Required work:
Only one stretch of the records below is wanted: the lines from the one holding "and calendar math." through the one holding "rejecting empty input.". Return it exactly, both ends included.

(Stored entries)
- - -
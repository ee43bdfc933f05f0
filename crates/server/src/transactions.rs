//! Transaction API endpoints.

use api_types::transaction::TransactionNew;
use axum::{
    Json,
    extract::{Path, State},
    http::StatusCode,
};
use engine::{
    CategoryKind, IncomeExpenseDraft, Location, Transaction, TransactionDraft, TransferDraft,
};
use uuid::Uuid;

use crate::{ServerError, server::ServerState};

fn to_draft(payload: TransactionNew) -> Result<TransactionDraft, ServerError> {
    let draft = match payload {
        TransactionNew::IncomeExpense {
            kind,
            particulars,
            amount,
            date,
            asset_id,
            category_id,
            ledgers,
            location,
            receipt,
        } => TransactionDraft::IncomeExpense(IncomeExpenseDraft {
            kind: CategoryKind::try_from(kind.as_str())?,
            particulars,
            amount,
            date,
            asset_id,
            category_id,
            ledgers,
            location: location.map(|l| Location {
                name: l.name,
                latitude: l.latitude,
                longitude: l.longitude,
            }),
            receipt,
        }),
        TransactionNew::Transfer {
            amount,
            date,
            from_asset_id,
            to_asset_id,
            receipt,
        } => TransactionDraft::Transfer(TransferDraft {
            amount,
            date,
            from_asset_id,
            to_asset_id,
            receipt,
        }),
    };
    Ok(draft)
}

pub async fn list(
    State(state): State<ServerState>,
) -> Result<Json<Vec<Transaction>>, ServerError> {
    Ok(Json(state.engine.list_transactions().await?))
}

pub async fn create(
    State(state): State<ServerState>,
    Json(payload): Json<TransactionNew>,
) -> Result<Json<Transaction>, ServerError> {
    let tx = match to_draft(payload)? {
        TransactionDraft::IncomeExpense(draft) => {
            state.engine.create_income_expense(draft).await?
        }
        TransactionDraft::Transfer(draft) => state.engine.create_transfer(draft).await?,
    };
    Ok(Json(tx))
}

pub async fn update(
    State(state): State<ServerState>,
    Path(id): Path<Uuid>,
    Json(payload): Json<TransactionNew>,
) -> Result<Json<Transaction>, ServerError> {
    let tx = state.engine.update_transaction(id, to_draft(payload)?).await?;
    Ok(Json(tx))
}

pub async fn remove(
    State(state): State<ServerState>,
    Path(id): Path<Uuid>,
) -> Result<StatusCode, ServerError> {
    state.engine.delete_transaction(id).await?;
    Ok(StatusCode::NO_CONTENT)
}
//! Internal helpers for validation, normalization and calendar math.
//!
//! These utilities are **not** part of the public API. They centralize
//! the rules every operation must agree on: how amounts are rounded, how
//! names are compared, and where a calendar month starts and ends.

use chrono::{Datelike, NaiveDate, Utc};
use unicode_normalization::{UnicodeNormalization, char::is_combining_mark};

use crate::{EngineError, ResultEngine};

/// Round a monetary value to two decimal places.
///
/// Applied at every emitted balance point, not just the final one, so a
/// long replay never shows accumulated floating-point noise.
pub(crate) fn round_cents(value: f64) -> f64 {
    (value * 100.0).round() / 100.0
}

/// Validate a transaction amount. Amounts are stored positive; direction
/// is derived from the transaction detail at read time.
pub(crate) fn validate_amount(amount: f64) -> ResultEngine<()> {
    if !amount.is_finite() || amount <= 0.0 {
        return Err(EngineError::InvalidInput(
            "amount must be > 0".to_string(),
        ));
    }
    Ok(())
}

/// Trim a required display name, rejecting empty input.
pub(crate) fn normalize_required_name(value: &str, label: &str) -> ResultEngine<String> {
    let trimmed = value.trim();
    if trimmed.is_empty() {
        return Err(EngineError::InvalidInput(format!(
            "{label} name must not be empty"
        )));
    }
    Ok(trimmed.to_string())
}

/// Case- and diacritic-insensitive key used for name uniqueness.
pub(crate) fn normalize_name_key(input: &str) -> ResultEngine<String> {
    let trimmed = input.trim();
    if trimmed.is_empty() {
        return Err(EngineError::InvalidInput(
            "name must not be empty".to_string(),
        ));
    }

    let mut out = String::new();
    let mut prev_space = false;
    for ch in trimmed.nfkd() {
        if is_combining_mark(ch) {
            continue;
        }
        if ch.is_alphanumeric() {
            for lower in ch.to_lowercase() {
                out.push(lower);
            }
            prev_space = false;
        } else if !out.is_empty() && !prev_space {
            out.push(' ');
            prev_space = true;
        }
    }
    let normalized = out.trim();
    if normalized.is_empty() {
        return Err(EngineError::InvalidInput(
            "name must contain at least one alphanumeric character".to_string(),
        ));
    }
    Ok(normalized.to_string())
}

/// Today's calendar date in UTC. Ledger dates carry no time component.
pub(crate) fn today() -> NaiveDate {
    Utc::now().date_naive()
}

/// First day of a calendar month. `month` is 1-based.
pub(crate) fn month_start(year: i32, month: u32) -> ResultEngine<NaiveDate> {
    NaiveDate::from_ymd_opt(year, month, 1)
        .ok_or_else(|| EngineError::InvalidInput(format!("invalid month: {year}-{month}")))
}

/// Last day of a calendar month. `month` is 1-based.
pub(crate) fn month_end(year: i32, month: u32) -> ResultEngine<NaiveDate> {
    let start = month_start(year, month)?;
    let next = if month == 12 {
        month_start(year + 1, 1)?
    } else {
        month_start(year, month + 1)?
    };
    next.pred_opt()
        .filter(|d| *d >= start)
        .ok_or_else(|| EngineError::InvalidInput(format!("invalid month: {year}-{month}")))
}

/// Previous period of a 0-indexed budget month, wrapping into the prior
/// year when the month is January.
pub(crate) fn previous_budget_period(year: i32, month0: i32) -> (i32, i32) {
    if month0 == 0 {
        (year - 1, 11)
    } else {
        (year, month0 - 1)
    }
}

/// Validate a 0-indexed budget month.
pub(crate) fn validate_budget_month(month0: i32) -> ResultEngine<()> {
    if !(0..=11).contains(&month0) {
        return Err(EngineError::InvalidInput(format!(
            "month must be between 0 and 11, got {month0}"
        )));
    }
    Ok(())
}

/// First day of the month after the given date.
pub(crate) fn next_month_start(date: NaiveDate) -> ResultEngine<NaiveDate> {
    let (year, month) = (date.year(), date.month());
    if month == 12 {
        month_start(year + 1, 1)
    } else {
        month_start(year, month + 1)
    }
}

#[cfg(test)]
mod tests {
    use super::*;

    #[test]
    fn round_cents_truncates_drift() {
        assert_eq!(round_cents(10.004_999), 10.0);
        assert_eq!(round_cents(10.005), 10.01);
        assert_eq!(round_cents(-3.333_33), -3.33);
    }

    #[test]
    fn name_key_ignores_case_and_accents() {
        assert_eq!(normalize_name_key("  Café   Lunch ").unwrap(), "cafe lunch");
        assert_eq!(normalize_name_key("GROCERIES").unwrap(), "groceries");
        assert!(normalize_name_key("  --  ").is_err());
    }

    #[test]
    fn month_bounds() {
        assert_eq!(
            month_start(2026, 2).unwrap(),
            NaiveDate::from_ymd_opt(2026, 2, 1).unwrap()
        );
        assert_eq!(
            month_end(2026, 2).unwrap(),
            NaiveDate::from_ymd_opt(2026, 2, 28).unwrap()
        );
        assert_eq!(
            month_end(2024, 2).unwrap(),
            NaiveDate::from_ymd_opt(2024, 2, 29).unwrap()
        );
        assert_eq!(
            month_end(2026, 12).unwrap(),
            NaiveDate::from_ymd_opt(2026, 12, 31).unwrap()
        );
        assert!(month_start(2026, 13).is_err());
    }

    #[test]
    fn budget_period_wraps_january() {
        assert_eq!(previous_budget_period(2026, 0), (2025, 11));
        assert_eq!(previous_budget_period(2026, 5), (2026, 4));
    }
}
- - -
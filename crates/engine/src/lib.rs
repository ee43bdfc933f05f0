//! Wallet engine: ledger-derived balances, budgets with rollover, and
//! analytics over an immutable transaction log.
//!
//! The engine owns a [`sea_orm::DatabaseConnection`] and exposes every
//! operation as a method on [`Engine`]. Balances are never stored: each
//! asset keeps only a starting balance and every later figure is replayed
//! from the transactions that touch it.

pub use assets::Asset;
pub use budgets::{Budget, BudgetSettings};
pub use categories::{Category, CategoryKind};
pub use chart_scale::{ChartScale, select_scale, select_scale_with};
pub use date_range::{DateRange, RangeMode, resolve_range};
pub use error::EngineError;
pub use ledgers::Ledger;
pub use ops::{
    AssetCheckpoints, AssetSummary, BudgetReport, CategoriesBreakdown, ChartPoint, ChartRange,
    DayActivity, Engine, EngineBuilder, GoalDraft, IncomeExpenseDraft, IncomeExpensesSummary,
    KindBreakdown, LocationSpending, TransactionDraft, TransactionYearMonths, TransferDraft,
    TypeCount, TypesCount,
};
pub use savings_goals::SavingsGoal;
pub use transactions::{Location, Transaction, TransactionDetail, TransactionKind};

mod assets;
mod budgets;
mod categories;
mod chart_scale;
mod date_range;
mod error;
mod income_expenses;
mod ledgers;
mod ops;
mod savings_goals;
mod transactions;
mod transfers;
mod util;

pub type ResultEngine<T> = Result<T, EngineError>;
- - -
Response to the exercise:
//! Internal helpers for validation, normalization and calendar math.
//!
//! These utilities are **not** part of the public API. They centralize
//! the rules every operation must agree on: how amounts are rounded, how
//! names are compared, and where a calendar month starts and ends.

use chrono::{Datelike, NaiveDate, Utc};
use unicode_normalization::{UnicodeNormalization, char::is_combining_mark};

use crate::{EngineError, ResultEngine};

/// Round a monetary value to two decimal places.
///
/// Applied at every emitted balance point, not just the final one, so a
/// long replay never shows accumulated floating-point noise.
pub(crate) fn round_cents(value: f64) -> f64 {
    (value * 100.0).round() / 100.0
}

/// Validate a transaction amount. Amounts are stored positive; direction
/// is derived from the transaction detail at read time.
pub(crate) fn validate_amount(amount: f64) -> ResultEngine<()> {
    if !amount.is_finite() || amount <= 0.0 {
        return Err(EngineError::InvalidInput(
            "amount must be > 0".to_string(),
        ));
    }
    Ok(())
}

/// Trim a required display name, rejecting empty input.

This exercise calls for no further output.